• PROBLEM DETAILS:
The records below must be returned in full and unaltered.

• SUPPLIED ENTRIES:
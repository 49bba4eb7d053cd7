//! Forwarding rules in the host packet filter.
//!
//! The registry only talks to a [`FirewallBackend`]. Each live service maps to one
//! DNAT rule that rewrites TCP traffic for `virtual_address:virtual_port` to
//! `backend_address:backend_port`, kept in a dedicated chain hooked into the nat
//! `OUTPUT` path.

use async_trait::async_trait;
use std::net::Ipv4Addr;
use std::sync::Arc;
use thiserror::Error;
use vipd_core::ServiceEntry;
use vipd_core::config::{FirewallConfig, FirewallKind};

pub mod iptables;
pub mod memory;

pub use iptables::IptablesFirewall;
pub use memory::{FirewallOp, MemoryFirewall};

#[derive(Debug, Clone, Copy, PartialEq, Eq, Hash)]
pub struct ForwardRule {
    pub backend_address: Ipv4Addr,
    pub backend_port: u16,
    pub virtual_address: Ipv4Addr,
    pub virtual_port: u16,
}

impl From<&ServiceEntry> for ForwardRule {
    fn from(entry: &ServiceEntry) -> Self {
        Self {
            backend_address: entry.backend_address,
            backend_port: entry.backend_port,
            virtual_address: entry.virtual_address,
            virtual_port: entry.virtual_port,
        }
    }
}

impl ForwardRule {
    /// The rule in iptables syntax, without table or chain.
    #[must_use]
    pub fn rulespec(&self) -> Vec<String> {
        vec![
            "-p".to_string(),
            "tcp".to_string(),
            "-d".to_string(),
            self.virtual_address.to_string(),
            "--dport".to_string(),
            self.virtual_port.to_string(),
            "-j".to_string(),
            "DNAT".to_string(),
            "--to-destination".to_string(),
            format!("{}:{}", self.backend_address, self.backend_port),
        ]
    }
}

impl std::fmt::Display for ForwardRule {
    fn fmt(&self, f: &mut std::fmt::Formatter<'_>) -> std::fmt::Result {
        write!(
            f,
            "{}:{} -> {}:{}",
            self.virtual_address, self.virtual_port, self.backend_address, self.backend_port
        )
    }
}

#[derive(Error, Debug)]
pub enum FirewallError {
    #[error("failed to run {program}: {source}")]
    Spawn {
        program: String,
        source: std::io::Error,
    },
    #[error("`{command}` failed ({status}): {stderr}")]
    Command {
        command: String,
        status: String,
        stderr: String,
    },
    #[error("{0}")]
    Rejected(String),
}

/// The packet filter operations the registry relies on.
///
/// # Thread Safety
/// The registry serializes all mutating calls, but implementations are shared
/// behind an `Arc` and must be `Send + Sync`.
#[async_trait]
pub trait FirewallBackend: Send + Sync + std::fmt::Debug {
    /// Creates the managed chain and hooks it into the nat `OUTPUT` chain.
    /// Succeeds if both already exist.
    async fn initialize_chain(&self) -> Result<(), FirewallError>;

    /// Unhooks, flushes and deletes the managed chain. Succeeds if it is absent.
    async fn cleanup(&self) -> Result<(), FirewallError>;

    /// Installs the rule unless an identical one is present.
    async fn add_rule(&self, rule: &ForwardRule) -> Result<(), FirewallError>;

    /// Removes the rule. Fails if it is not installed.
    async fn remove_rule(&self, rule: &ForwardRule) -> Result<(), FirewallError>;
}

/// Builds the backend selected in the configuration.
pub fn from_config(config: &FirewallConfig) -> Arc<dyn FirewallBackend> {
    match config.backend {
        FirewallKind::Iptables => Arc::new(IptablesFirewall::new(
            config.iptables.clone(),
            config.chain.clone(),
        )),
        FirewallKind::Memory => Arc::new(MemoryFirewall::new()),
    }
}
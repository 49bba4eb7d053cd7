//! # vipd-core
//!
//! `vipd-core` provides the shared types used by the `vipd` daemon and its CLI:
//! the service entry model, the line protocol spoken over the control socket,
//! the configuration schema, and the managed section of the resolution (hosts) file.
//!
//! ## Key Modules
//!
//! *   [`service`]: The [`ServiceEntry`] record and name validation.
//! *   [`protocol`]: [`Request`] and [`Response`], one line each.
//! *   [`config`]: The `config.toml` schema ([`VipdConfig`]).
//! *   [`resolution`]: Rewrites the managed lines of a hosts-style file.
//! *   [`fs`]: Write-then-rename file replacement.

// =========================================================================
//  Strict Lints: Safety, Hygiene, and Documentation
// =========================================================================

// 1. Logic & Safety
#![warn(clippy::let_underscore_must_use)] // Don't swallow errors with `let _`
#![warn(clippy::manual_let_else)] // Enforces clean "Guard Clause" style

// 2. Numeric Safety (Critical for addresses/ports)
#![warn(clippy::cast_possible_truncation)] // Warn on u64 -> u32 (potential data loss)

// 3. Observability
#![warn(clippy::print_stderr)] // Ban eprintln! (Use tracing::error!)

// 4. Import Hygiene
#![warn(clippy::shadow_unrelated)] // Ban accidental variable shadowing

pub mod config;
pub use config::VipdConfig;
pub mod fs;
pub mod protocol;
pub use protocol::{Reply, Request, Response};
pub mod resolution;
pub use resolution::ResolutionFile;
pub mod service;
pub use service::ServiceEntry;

• WORKED SOLUTION:
repository 49bba4eb7d053cd7
//! Forwarding rules in the host packet filter.
//!
//! The registry only talks to a [`FirewallBackend`]. Each live service maps to one
//! DNAT rule that rewrites TCP traffic for `virtual_address:virtual_port` to
//! `backend_address:backend_port`, kept in a dedicated chain hooked into the nat
//! `OUTPUT` path.

use async_trait::async_trait;
use std::net::Ipv4Addr;
use std::sync::Arc;
use thiserror::Error;
use vipd_core::ServiceEntry;
use vipd_core::config::{FirewallConfig, FirewallKind};

pub mod iptables;
pub mod memory;

pub use iptables::IptablesFirewall;
pub use memory::{FirewallOp, MemoryFirewall};

#[derive(Debug, Clone, Copy, PartialEq, Eq, Hash)]
pub struct ForwardRule {
    pub backend_address: Ipv4Addr,
    pub backend_port: u16,
    pub virtual_address: Ipv4Addr,
    pub virtual_port: u16,
}

impl From<&ServiceEntry> for ForwardRule {
    fn from(entry: &ServiceEntry) -> Self {
        Self {
            backend_address: entry.backend_address,
            backend_port: entry.backend_port,
            virtual_address: entry.virtual_address,
            virtual_port: entry.virtual_port,
        }
    }
}

impl ForwardRule {
    /// The rule in iptables syntax, without table or chain.
    #[must_use]
    pub fn rulespec(&self) -> Vec<String> {
        vec![
            "-p".to_string(),
            "tcp".to_string(),
            "-d".to_string(),
            self.virtual_address.to_string(),
            "--dport".to_string(),
            self.virtual_port.to_string(),
            "-j".to_string(),
            "DNAT".to_string(),
            "--to-destination".to_string(),
            format!("{}:{}", self.backend_address, self.backend_port),
        ]
    }
}

impl std::fmt::Display for ForwardRule {
    fn fmt(&self, f: &mut std::fmt::Formatter<'_>) -> std::fmt::Result {
        write!(
            f,
            "{}:{} -> {}:{}",
            self.virtual_address, self.virtual_port, self.backend_address, self.backend_port
        )
    }
}

#[derive(Error, Debug)]
pub enum FirewallError {
    #[error("failed to run {program}: {source}")]
    Spawn {
        program: String,
        source: std::io::Error,
    },
    #[error("`{command}` failed ({status}): {stderr}")]
    Command {
        command: String,
        status: String,
        stderr: String,
    },
    #[error("{0}")]
    Rejected(String),
}

/// The packet filter operations the registry relies on.
///
/// # Thread Safety
/// The registry serializes all mutating calls, but implementations are shared
/// behind an `Arc` and must be `Send + Sync`.
#[async_trait]
pub trait FirewallBackend: Send + Sync + std::fmt::Debug {
    /// Creates the managed chain and hooks it into the nat `OUTPUT` chain.
    /// Succeeds if both already exist.
    async fn initialize_chain(&self) -> Result<(), FirewallError>;

    /// Unhooks, flushes and deletes the managed chain. Succeeds if it is absent.
    async fn cleanup(&self) -> Result<(), FirewallError>;

    /// Installs the rule unless an identical one is present.
    async fn add_rule(&self, rule: &ForwardRule) -> Result<(), FirewallError>;

    /// Removes the rule. Fails if it is not installed.
    async fn remove_rule(&self, rule: &ForwardRule) -> Result<(), FirewallError>;
}

/// Builds the backend selected in the configuration.
pub fn from_config(config: &FirewallConfig) -> Arc<dyn FirewallBackend> {
    match config.backend {
        FirewallKind::Iptables => Arc::new(IptablesFirewall::new(
            config.iptables.clone(),
            config.chain.clone(),
        )),
        FirewallKind::Memory => Arc::new(MemoryFirewall::new()),
    }
}
repository 49bba4eb7d053cd7
//! # vipd-core
//!
//! `vipd-core` provides the shared types used by the `vipd` daemon and its CLI:
//! the service entry model, the line protocol spoken over the control socket,
//! the configuration schema, and the managed section of the resolution (hosts) file.
//!
//! ## Key Modules
//!
//! *   [`service`]: The [`ServiceEntry`] record and name validation.
//! *   [`protocol`]: [`Request`] and [`Response`], one line each.
//! *   [`config`]: The `config.toml` schema ([`VipdConfig`]).
//! *   [`resolution`]: Rewrites the managed lines of a hosts-style file.
//! *   [`fs`]: Write-then-rename file replacement.

// =========================================================================
//  Strict Lints: Safety, Hygiene, and Documentation
// =========================================================================

// 1. Logic & Safety
#![warn(clippy::let_underscore_must_use)] // Don't swallow errors with `let _`
#![warn(clippy::manual_let_else)] // Enforces clean "Guard Clause" style

// 2. Numeric Safety (Critical for addresses/ports)
#![warn(clippy::cast_possible_truncation)] // Warn on u64 -> u32 (potential data loss)

// 3. Observability
#![warn(clippy::print_stderr)] // Ban eprintln! (Use tracing::error!)

// 4. Import Hygiene
#![warn(clippy::shadow_unrelated)] // Ban accidental variable shadowing

pub mod config;
pub use config::VipdConfig;
pub mod fs;
pub mod protocol;
pub use protocol::{Reply, Request, Response};
pub mod resolution;
pub use resolution::ResolutionFile;
pub mod service;
pub use service::ServiceEntry;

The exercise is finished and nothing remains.